Revenue tied to KORSUVA (difelikefalin) injection, partnered with CSL Vifor, is expected to be minimal following the expiration of the Transitional Drug Add-On Payment Adjustment (TDAPA) period on March 31, 2024, as dialysis organizations were anticipated to restrict access. However, some residual or non-U.S. revenue streams persist.

• Royalty payments earned from ex-U.S. sales of KORSUVA/Kapruvia were reported as $0.6 million for the first quarter of 2024.
• Cara Therapeutics entered an asset purchase agreement to sell certain assets and rights of difelikefalin to CSL Vifor for $900,000, plus an agreement to pay CSL Vifor $3 million to compensate for future expenses related to the acquisition.

Milestone Payments from Ex-U.S. Partners

Milestone payments represent lumpy, non-recurring revenue contingent on development or regulatory achievements by international partners. While specific 2025 payments are not detailed, the structure remains a component of the revenue model.

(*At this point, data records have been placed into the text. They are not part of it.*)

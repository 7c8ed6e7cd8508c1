//! USB identifiers used by pen quirks.

/// Wacom Co., Ltd.
pub const WACOM_VENDOR_ID: u16 = 0x056a;

pub mod product_ids {
    /// Graphire (ET-0405). Ships a broken report descriptor.
    pub const GRAPHIRE: u16 = 0x0010;
    /// Graphire3 4x5 (CTE-430). Needs an init feature report.
    pub const GRAPHIRE3_4X5: u16 = 0x0013;
}
/// Bind one map against the parsed items.
///
/// # Errors
///
/// Returns [`HmapError::RequiredRowUnbound`] when a required row matched
/// nothing, or [`HmapError::Resource`] when the map is too large.
pub fn resolve_map(map: usize, rows: UsageMap, items: &[ParsedItem]) -> HmapResult<MapResolution> {
    if rows.len() > MAX_MAP_ROWS {
        return Err(HmapError::Resource(format!(
            "usage map has {} rows, limit is {}",
            rows.len(),
            MAX_MAP_ROWS
        )));
    }

    let lookup = key_lookup(rows);
    let mut caps = Caps::new(rows.len());
    let mut records = Vec::new();
    let mut completions = Vec::new();

    for item in items {
        match &item.kind {
            ItemKind::Padding => {}
            ItemKind::Variable(usage) => {
                let relative = item.is_relative();
                let found = rows.iter().enumerate().find(|(_, row)| {
                    row.usage == *usage && !row.is_completion() && row.relabs.admits(relative)
                });
                let Some((idx, row)) = found else {
                    continue;
                };
                caps.set(idx);
                match row.payload {
                    Payload::Event { ev_type, code } => records.push(DispatchRecord::Variable {
                        map,
                        row,
                        ev_type,
                        code,
                        location: item.location,
                    }),
                    Payload::Callback(callback) => records.push(DispatchRecord::Callback {
                        map,
                        row,
                        callback,
                        usage: *usage,
                        location: item.location,
                        attach_only: false,
                    }),
                    Payload::Completion(_) => {}
                }
            }
            ItemKind::ArrayList(usages) => {
                let codes: Vec<u16> = usages
                    .iter()
                    .map(|usage| match lookup.get(usage) {
                        Some(&(idx, code)) => {
                            caps.set(idx);
                            code
                        }
                        None => 0,
                    })
                    .collect();
                if codes.iter().any(|&code| code != 0) {
                    records.push(DispatchRecord::ArrayList {
                        map,
                        location: item.location,
                        usages: usages.clone(),
                        codes,
                        keys: ArrayKeys::new(item.location.count),
                    });
                }
            }
            ItemKind::ArrayRange { min, max } => {
                let codes: Vec<u16> = (min.id..=max.id)
                    .map(|id| match lookup.get(&Usage::new(min.page, id)) {
                        Some(&(idx, code)) => {
                            caps.set(idx);
                            code
                        }
                        None => 0,
                    })
                    .collect();
                if codes.iter().any(|&code| code != 0) {
                    records.push(DispatchRecord::ArrayRange {
                        map,
                        location: item.location,
                        usage_min: *min,
                        usage_max: *max,
                        codes,
                        keys: ArrayKeys::new(item.location.count),
                    });
                }
            }
        }
    }

    for (idx, row) in rows.iter().enumerate() {
        if let Payload::Completion(callback) = row.payload {
            caps.set(idx);
            completions.push(CompletionRecord {
                map,
                row,
                callback,
                attach_only: false,
            });
        }
    }

    if let Some(row) = rows
        .iter()
        .enumerate()
        .find(|(idx, row)| row.required && !caps.is_set(*idx))
        .map(|(_, row)| row)
    {
        debug!("Required row {} of map {} is not bound", row.name, map);
        return Err(HmapError::RequiredRowUnbound { name: row.name });
    }

    debug!(
        "Map {}: {} of {} rows bound, {} dispatch records",
        map,
        caps.count(),
        rows.len(),
        records.len()
    );

    Ok(MapResolution {
        records,
        completions,
        caps,
    })
}

/// Collapse variable key records that share a report ID and key code into
/// one [`DispatchRecord::KeyGroup`] at the position of the first.
fn merge_shared_keys(records: Vec<DispatchRecord>) -> Vec<DispatchRecord> {
    let mut merged: Vec<DispatchRecord> = Vec::with_capacity(records.len());
    let mut first: HashMap<(u8, u16), usize> = HashMap::new();

    for record in records {
        if let DispatchRecord::Variable {
            ev_type: EV_KEY,
            code,
            location,
            ..
        } = &record
        {
            let key = (location.report_id, *code);
            if let Some(target) = first.get(&key).and_then(|&idx| merged.get_mut(idx)) {
                target.absorb(*location);
                continue;
            }
            first.insert(key, merged.len());
        }
        merged.push(record);
    }
    merged
}

/// Bind every map, concatenating records in registration order.
///
/// # Errors
///
/// Fails with the first error of [`resolve_map`].
pub fn resolve(maps: &[UsageMap], items: &[ParsedItem]) -> HmapResult<Resolution> {
    let mut plan = Plan::default();
    let mut caps = Vec::with_capacity(maps.len());

    for (idx, rows) in maps.iter().enumerate() {
        let resolved = resolve_map(idx, rows, items)?;
        plan.records.extend(resolved.records);
        plan.completions.extend(resolved.completions);
        caps.push(resolved.caps);
    }
    plan.records = merge_shared_keys(plan.records);

    let mut announcements = Announcements::default();
    for record in &plan.records {
        match record {
            DispatchRecord::Variable {
                ev_type,
                code,
                location,
                ..
            } => announcements.add(*ev_type, *code, location),
            DispatchRecord::KeyGroup { code, location, .. } => {
                announcements.add(EV_KEY, *code, location);
            }
            DispatchRecord::ArrayList {
                codes, location, ..
            }
            | DispatchRecord::ArrayRange {
                codes, location, ..
            } => {
                for &code in codes.iter().filter(|&&code| code != 0) {
                    announcements.add(EV_KEY, code, location);
                }
            }
            DispatchRecord::Callback { .. } => {}
        }
    }

    Ok(Resolution {
        plan,
        caps,
        announcements,
    })
}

Partner	Product/Program	Historical Milestone Example	Status/Note
Maruishi Pharmaceutical	Difelikefalin (Japan)	$2 million earned in September 2015	Eligible for further predefined clinical, regulatory, and commercial milestones.
Ex-U.S. Partners (General)	KORSUVA/Kapruvia	$0.6 million in other revenue (royalties) in Q1 2024	Represents ongoing royalties from ex-U.S. sales.

Reported Revenue Figures

The reported revenue figures reflect the declining contribution from the legacy KORSUVA program as the company pivots its focus. You are tracking the following specific figure for the first quarter of 2025:

• Targeted Q1 2025 Total Revenue: $2.6 million, primarily sourced from licensing and collaboration activities.
• For context, the total revenue for the first quarter of 2024 was $2.1 million.
• As of March 2025, the entity reported net sales of $3 million.

Future Revenue from STAT3 Inhibitors

The primary driver for future revenue is the successful development and commercialization of the STAT3 inhibitor portfolio, inherited primarily from the Tvardi Therapeutics merger. Since these assets are clinical-stage, they currently generate no revenue, making valuation dependent on clinical success.

• Lead candidate TTI-101 (STAT3 inhibitor) is in Phase 2 trials for Idiopathic Pulmonary Fibrosis (IPF) and Hepatocellular Carcinoma (HCC).
• Top-line data for the REVERT IPF Phase 2 trial is expected by the fourth quarter of 2025.
• The combined company secured a cash runway until late 2026 to cover these critical readout periods.

Finance: draft 13-week cash view by Friday.